Publicado 19/12/2025 10:16

MSF denuncia a falta de eletricidade na Ucrânia: "Em muitas áreas, quase não há luz durante seis a oito horas por dia.

Imagem de arquivo de uma rua ucraniana iluminada graças à luz produzida por um gerador devido aos apagões.
Europa Press/Contacto/Cedar Barnes

MADRID 19 dez. (EUROPA PRESS) -

A ONG Médicos Sem Fronteiras (MSF) denunciou nesta sexta-feira a falta de eletricidade em áreas da Ucrânia atacadas pelas forças russas no âmbito da invasão, que já se aproxima de seu quarto ano, e advertiu que em muitas áreas "mal há luz seis ou oito horas por dia".

A organização afirmou que as forças russas "continuam a realizar bombardeios intensos contra a infraestrutura energética da Ucrânia" e disse que, como resultado, "estima-se que mais de um milhão de pessoas estejam enfrentando cortes de energia, o que também afeta o aquecimento e o fornecimento de água".

"Em um momento em que as temperaturas estão começando a cair abaixo de zero, muitas residências têm apenas três ou quatro horas de eletricidade à noite e outras três ou quatro horas durante o dia, forçando as pessoas a adaptarem seus padrões de trabalho e sono para cuidar de suas casas e famílias", disse a ONG em um comunicado.

O coordenador de MSF no leste da Ucrânia, Enrique Garcia, alertou sobre o impacto do bombardeio na infraestrutura de energia sobre as pessoas deslocadas, pacientes e o sistema de saúde. "Em Dnipro, visitei um abrigo onde vivem mais de 200 pessoas deslocadas que fugiram da frente de guerra (...) Logo quando nossa equipe médica chegou, a energia acabou. Todos os corredores estavam escuros, os quartos estavam frios e não havia como aquecer a comida", lamentou.

"Essa é a vida cotidiana dos moradores do abrigo e de muitas pessoas que ainda vivem perto dos combates", explicou, detalhando que os deslocados "antes de fugir, tentavam cozinhar fora de seus blocos de apartamentos durante os breves intervalos entre os bombardeios".

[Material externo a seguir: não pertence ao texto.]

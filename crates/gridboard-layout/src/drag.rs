#![forbid(unsafe_code)]

//! Drag/drop reconciliation for one gesture at a time.
//!
//! ```text
//! Idle -> Dragging -> Committing -> Idle
//!             |   \-> Bouncing ----> Idle   (rejected drop, visual only)
//!             \-----> Idle                  (tap on the anchor, or cancel)
//! ```
//!
//! The reconciler turns a cumulative pixel displacement into a candidate
//! cell (snap with [`pixel_delta_to_cell_delta`], pin with
//! [`clamp_position`]) and exposes it as a [`HintBox`] while the gesture is
//! live. On release it asks the registry to commit the move. `Committing`
//! and `Bouncing` are reported in [`DragTransition::via`] but the machine
//! itself is always back in `Idle` when a call returns.
//!
//! Every update snaps to a candidate cell first, so a change of target is
//! never dropped. Only the occupancy check is throttled: while the candidate
//! stays the same it is re-run at most once per `update_hysteresis_px` of
//! travel. Release always recomputes from the final displacement, and
//! [`DragReconciler::refresh_hint`] re-checks the live hint after the
//! registry changed underneath it.

use serde::{Deserialize, Serialize};

use crate::error::LayoutError;
use crate::geometry::{
    CellMetrics, CellPoint, GridRect, clamp_position, exceeds_drag_threshold,
    pixel_delta_to_cell_delta,
};
use crate::occupancy::is_free;
use crate::registry::{MoveOutcome, MoveRejection, WidgetRegistry};
use crate::widget::{Widget, WidgetId};

/// Default pixel travel before a gesture counts as a drag.
pub const DRAG_DEFAULT_THRESHOLD_PX: f64 = 3.0;

/// Default pixel travel between two hint recomputations.
pub const DRAG_DEFAULT_HYSTERESIS_PX: f64 = 4.0;

/// Pixel thresholds for drag detection and hint throttling.
#[derive(Debug, Clone, Copy, PartialEq, Serialize, Deserialize)]
#[serde(default)]
pub struct DragTuning {
    pub threshold_px: f64,
    pub update_hysteresis_px: f64,
}

impl Default for DragTuning {
    fn default() -> Self {
        Self {
            threshold_px: DRAG_DEFAULT_THRESHOLD_PX,
            update_hysteresis_px: DRAG_DEFAULT_HYSTERESIS_PX,
        }
    }
}

/// Proposed placement shown while a drag is live.
#[derive(Debug, Clone, Copy, PartialEq, Eq, Serialize, Deserialize)]
pub struct HintBox {
    pub grid_x: u16,
    pub grid_y: u16,
    pub width: u16,
    pub height: u16,
    pub is_valid: bool,
}

impl HintBox {
    #[must_use]
    pub const fn position(&self) -> CellPoint {
        CellPoint::new(self.grid_x, self.grid_y)
    }
}

/// Lifecycle phase labels.
#[derive(Debug, Clone, Copy, PartialEq, Eq, Serialize, Deserialize)]
#[serde(rename_all = "snake_case")]
pub enum DragPhase {
    Idle,
    Dragging,
    Committing,
    Bouncing,
}

/// Why a live drag ended without a commit attempt.
#[derive(Debug, Clone, Copy, PartialEq, Eq, Serialize, Deserialize)]
#[serde(rename_all = "snake_case")]
pub enum DragCancelReason {
    /// The gesture system interrupted the drag.
    Gesture,
    EditModeExited,
    Reset,
    WidgetRemoved,
}

/// Explicit no-op diagnostics for events that are safely ignored.
#[derive(Debug, Clone, Copy, PartialEq, Eq, Serialize, Deserialize)]
#[serde(rename_all = "snake_case")]
pub enum DragNoopReason {
    IdleWithoutActiveDrag,
    ActiveDragAlreadyInProgress,
    WidgetMismatch,
    ThresholdNotReached,
    BelowHysteresis,
    SameCandidate,
}

/// Effect emitted by one reconciler step.
#[derive(Debug, Clone, PartialEq, Eq, Serialize, Deserialize)]
#[serde(tag = "effect", rename_all = "snake_case")]
pub enum DragEffect {
    Started {
        widget: WidgetId,
        anchor: CellPoint,
    },
    HintUpdated {
        hint: HintBox,
    },
    HintCleared,
    /// Released on the anchor cell: not a move.
    Tapped {
        widget: WidgetId,
        anchor: CellPoint,
    },
    Committed {
        widget: WidgetId,
        from: CellPoint,
        to: CellPoint,
        freed_cells: Vec<CellPoint>,
    },
    /// Drop refused; the widget animates back to `anchor`.
    Bounced {
        widget: WidgetId,
        anchor: CellPoint,
        target: CellPoint,
        reason: MoveRejection,
    },
    Canceled {
        widget: WidgetId,
        anchor: CellPoint,
        reason: DragCancelReason,
    },
    Noop {
        reason: DragNoopReason,
    },
}

/// One reconciler transition.
#[derive(Debug, Clone, PartialEq, Eq, Serialize, Deserialize)]
pub struct DragTransition {
    pub transition_id: u64,
    pub from: DragPhase,
    /// Transient phase passed through on release, if any.
    pub via: Option<DragPhase>,
    pub to: DragPhase,
    pub effect: DragEffect,
}

#[derive(Debug, Clone, Copy, PartialEq)]
struct Evaluation {
    dx: f64,
    dy: f64,
    candidate: CellPoint,
}

/// State of a live drag.
#[derive(Debug, Clone, Copy, PartialEq)]
pub struct ActiveDrag {
    widget: WidgetId,
    anchor: CellPoint,
    width: u16,
    height: u16,
    last_evaluation: Option<Evaluation>,
    hint: Option<HintBox>,
}

impl ActiveDrag {
    #[must_use]
    pub const fn widget(&self) -> WidgetId {
        self.widget
    }

    /// Grid position captured at gesture start.
    #[must_use]
    pub const fn anchor(&self) -> CellPoint {
        self.anchor
    }

    #[must_use]
    pub const fn hint(&self) -> Option<HintBox> {
        self.hint
    }
}

#[derive(Debug, Clone, Copy, PartialEq)]
enum DragState {
    Idle,
    Dragging(ActiveDrag),
}

/// Drag lifecycle machine. Holds at most one live drag.
#[derive(Debug, Clone, PartialEq)]
pub struct DragReconciler {
    state: DragState,
    tuning: DragTuning,
    metrics: CellMetrics,
    transition_counter: u64,
}

impl DragReconciler {
    #[must_use]
    pub fn new(tuning: DragTuning, metrics: CellMetrics) -> Self {
        Self {
            state: DragState::Idle,
            tuning,
            metrics,
            transition_counter: 0,
        }
    }

    #[must_use]
    pub const fn phase(&self) -> DragPhase {
        match self.state {
            DragState::Idle => DragPhase::Idle,
            DragState::Dragging(_) => DragPhase::Dragging,
        }
    }

    #[must_use]
    pub const fn is_active(&self) -> bool {
        matches!(self.state, DragState::Dragging(_))
    }

    /// The live drag, if any.
    #[must_use]
    pub const fn active(&self) -> Option<&ActiveDrag> {
        match &self.state {
            DragState::Idle => None,
            DragState::Dragging(active) => Some(active),
        }
    }

    #[must_use]
    pub fn active_widget(&self) -> Option<WidgetId> {
        self.active().map(ActiveDrag::widget)
    }

    #[must_use]
    pub fn hint(&self) -> Option<HintBox> {
        self.active().and_then(ActiveDrag::hint)
    }

    #[must_use]
    pub const fn tuning(&self) -> DragTuning {
        self.tuning
    }

    /// Re-check the live hint against `registry` and return it.
    ///
    /// Call after the registry changed under a live drag. The cached
    /// candidate stays; only its validity is recomputed.
    pub fn refresh_hint(&mut self, registry: &WidgetRegistry) -> Option<HintBox> {
        let DragState::Dragging(mut active) = self.state else {
            return None;
        };
        let hint = active.hint?;
        let refreshed = Self::hint_at(&active, hint.position(), registry);
        if refreshed != active.hint {
            tracing::debug!(
                target: "gridboard.drag",
                widget = %active.widget,
                is_valid = refreshed.is_some_and(|h| h.is_valid),
                "live hint re-evaluated"
            );
            active.hint = refreshed;
            self.state = DragState::Dragging(active);
        }
        refreshed
    }

    /// Start dragging `widget`, anchored at its current position.
    ///
    /// Refused with a no-op while another drag is live.
    pub fn begin(&mut self, widget: &Widget) -> DragTransition {
        let from = self.phase();
        let effect = match self.state {
            DragState::Dragging(_) => DragEffect::Noop {
                reason: DragNoopReason::ActiveDragAlreadyInProgress,
            },
            DragState::Idle => {
                let anchor = widget.position();
                self.state = DragState::Dragging(ActiveDrag {
                    widget: widget.id(),
                    anchor,
                    width: widget.width(),
                    height: widget.height(),
                    last_evaluation: None,
                    hint: None,
                });
                DragEffect::Started {
                    widget: widget.id(),
                    anchor,
                }
            }
        };
        self.transition(from, None, effect)
    }

    /// Feed the cumulative displacement of the live gesture.
    pub fn update(&mut self, id: WidgetId, dx: f64, dy: f64, registry: &WidgetRegistry) -> DragTransition {
        let from = self.phase();
        let DragState::Dragging(mut active) = self.state else {
            return self.noop(from, DragNoopReason::IdleWithoutActiveDrag);
        };
        if active.widget != id {
            return self.noop(from, DragNoopReason::WidgetMismatch);
        }

        if !exceeds_drag_threshold(dx, dy, self.tuning.threshold_px) {
            if active.hint.is_none() {
                return self.noop(from, DragNoopReason::ThresholdNotReached);
            }
            active.hint = None;
            active.last_evaluation = None;
            self.state = DragState::Dragging(active);
            return self.transition(from, None, DragEffect::HintCleared);
        }

        let candidate = self.candidate(&active, dx, dy, registry);
        let same_candidate = active
            .last_evaluation
            .filter(|last| last.candidate == candidate);
        if let Some(last) = same_candidate {
            let hysteresis = self.tuning.update_hysteresis_px;
            if (dx - last.dx).abs() < hysteresis && (dy - last.dy).abs() < hysteresis {
                return self.noop(from, DragNoopReason::BelowHysteresis);
            }
        }
        active.last_evaluation = Some(Evaluation { dx, dy, candidate });

        let hint = Self::hint_at(&active, candidate, registry);
        if same_candidate.is_some() && hint == active.hint {
            self.state = DragState::Dragging(active);
            return self.noop(from, DragNoopReason::SameCandidate);
        }
        active.hint = hint;
        self.state = DragState::Dragging(active);
        let effect = match hint {
            Some(hint) => DragEffect::HintUpdated { hint },
            None => DragEffect::HintCleared,
        };
        self.transition(from, None, effect)
    }

    /// Release the live gesture at its final displacement.
    ///
    /// Returns [`LayoutError::NoActiveDrag`] (state untouched) for a stray
    /// release, and [`LayoutError::NotFound`] (drag dropped) when the widget
    /// vanished from the registry.
    pub fn finish(
        &mut self,
        id: WidgetId,
        dx: f64,
        dy: f64,
        registry: &mut WidgetRegistry,
    ) -> Result<DragTransition, LayoutError> {
        let from = self.phase();
        let DragState::Dragging(active) = self.state else {
            return Err(LayoutError::NoActiveDrag { id });
        };
        if active.widget != id {
            return Err(LayoutError::NoActiveDrag { id });
        }
        self.state = DragState::Idle;

        let target = self.candidate(&active, dx, dy, registry);
        if target == active.anchor {
            return Ok(self.transition(
                from,
                None,
                DragEffect::Tapped {
                    widget: id,
                    anchor: active.anchor,
                },
            ));
        }

        let outcome = registry
            .move_widget(id, i32::from(target.x), i32::from(target.y))
            .inspect_err(|_| {
                tracing::warn!(
                    target: "gridboard.drag",
                    %id,
                    "dragged widget vanished before release"
                );
            })?;
        Ok(match outcome {
            MoveOutcome::Committed {
                from: old,
                to,
                freed_cells,
            } => self.transition(
                from,
                Some(DragPhase::Committing),
                DragEffect::Committed {
                    widget: id,
                    from: old,
                    to,
                    freed_cells,
                },
            ),
            MoveOutcome::Rejected { reason } => self.transition(
                from,
                Some(DragPhase::Bouncing),
                DragEffect::Bounced {
                    widget: id,
                    anchor: active.anchor,
                    target,
                    reason,
                },
            ),
        })
    }

    /// Cancel the live drag of `id` without touching the registry.
    pub fn cancel(&mut self, id: WidgetId, reason: DragCancelReason) -> DragTransition {
        let from = self.phase();
        match self.state {
            DragState::Idle => self.noop(from, DragNoopReason::IdleWithoutActiveDrag),
            DragState::Dragging(active) if active.widget != id => {
                self.noop(from, DragNoopReason::WidgetMismatch)
            }
            DragState::Dragging(active) => {
                self.state = DragState::Idle;
                self.transition(
                    from,
                    None,
                    DragEffect::Canceled {
                        widget: active.widget,
                        anchor: active.anchor,
                        reason,
                    },
                )
            }
        }
    }

    /// Unconditionally return to Idle. `None` if nothing was live.
    pub fn force_cancel(&mut self, reason: DragCancelReason) -> Option<DragTransition> {
        let id = self.active_widget()?;
        Some(self.cancel(id, reason))
    }

    fn candidate(&self, active: &ActiveDrag, dx: f64, dy: f64, registry: &WidgetRegistry) -> CellPoint {
        let delta = pixel_delta_to_cell_delta(dx, dy, self.metrics);
        clamp_position(active.anchor, delta, active.width, active.height, registry.grid())
    }

    /// Hint for `candidate`; `None` on the anchor.
    fn hint_at(active: &ActiveDrag, candidate: CellPoint, registry: &WidgetRegistry) -> Option<HintBox> {
        if candidate == active.anchor {
            return None;
        }
        let rect = GridRect::at(candidate, active.width, active.height);
        Some(HintBox {
            grid_x: candidate.x,
            grid_y: candidate.y,
            width: active.width,
            height: active.height,
            is_valid: is_free(rect, registry.widgets(), Some(active.widget), registry.grid()),
        })
    }

    fn noop(&mut self, from: DragPhase, reason: DragNoopReason) -> DragTransition {
        self.transition(from, None, DragEffect::Noop { reason })
    }

    fn transition(&mut self, from: DragPhase, via: Option<DragPhase>, effect: DragEffect) -> DragTransition {
        self.transition_counter = self.transition_counter.saturating_add(1);
        let transition = DragTransition {
            transition_id: self.transition_counter,
            from,
            via,
            to: self.phase(),
            effect,
        };
        if !matches!(transition.effect, DragEffect::Noop { .. }) {
            tracing::debug!(
                target: "gridboard.drag",
                transition_id = transition.transition_id,
                from = ?transition.from,
                to = ?transition.to,
                effect = ?transition.effect,
                "drag transition"
            );
        }
        transition
    }
}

"Os ataques russos", continuou ele, "afetam diretamente nossos pacientes, mas também todo o sistema de saúde em geral". "Em muitas áreas, incluindo aquelas onde vivemos e trabalhamos, só há eletricidade durante três ou quatro horas por dia e outras três ou quatro horas à noite", disse ele.

Garcia ressaltou que os cirurgiões "às vezes precisam interromper as operações" e enfatizou que os picos de energia "podem danificar equipamentos essenciais".